We also found that the guts of mice without AHR had high levels of bile acids – chemicals produced in the liver and secreted into the intestines that help with digestion. Bile acids are often broken down by the resident bacteria in the gut.
One bile acid in particular, called taurocholic acid, was especially concentrated in mice without AHR. To test whether taurocholic acid offered protection against MS, we fed this chemical to mice with AHR as they started to develop autoimmunity to myelin. While control mice that were fed saline became paralyzed from the waist down, the mice that were fed taurocholic acid just got a little wobbly before they recovered.
With further investigation, we discovered that these mice were able to recover their motor control because their immune cells were not as strong. Exposing their immune cells to bile acids shortened the life span of the cells, thus preventing them from causing as much damage to myelin and motor neurons.
While we still do not understand why bile acids weaken immune cells, we believe it may be a key step to understanding how to interrupt autoimmunity in MS and other autoimmune disorders.
Current available therapies for autoimmune disorders like MS are immunosuppressant drugs that quiet the immune response.

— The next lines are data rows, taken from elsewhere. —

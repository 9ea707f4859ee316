// Copyright © 2024 Niklas Siemer
//
// This file is part of fe-rs.
//
// fe-rs is free software: you can redistribute it and/or modify it under
// the terms of the Mozilla Public License Version 2.0 as published by the
// Mozilla Foundation. See <https://mozilla.org/en-US/MPL/2.0/>.

//! This crate provides prototypes of functional encryption schemes: an
//! inner-product scheme over polynomial rings with automatic parameter
//! selection, and a decentralized multi-authority attribute-based encryption
//! scheme on a pairing group, together with the samplers and policy tooling
//! they are built from.
//!
//! - \[1\] Lewko, Allison, and Waters, Brent (2011).
//! Decentralizing Attribute-Based Encryption.
//! In: Advances in Cryptology - EUROCRYPT 2011.
//! <https://eprint.iacr.org/2010/351.pdf>
//! - \[2\] Bermudo Mera, Jose Maria, Karmakar, Angshuman, Marc, Tilen,
//! and Soleimanian, Azam (2021).
//! Efficient Lattice-Based Inner-Product Functional Encryption.
//! <https://eprint.iacr.org/2021/046.pdf>

pub mod construction;
pub mod error;
pub mod primitive;
pub mod sample;
pub mod utils;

While these drugs can reduce relapse and delay disease progression, they can also put patients at high risk of infection and difficult side effects. With the COVID-19 pandemic, the danger of having a weakened immune system has become even more apparent.
Finding other avenues to quiet an overactive immune system, such as through bile acids, could help researchers create safer drugs that could help prevent or treat disease. The body produces eight different bile acids that each have different chemical properties. Our team is working to identify whether taurocholic acid is truly the best option for treating MS or if another bile acid – or a combination of several – would be more effective.
Bile acids are far from ready to be used as treatment in people. But we believe that the key to preventing multiple sclerosis may be inside us already.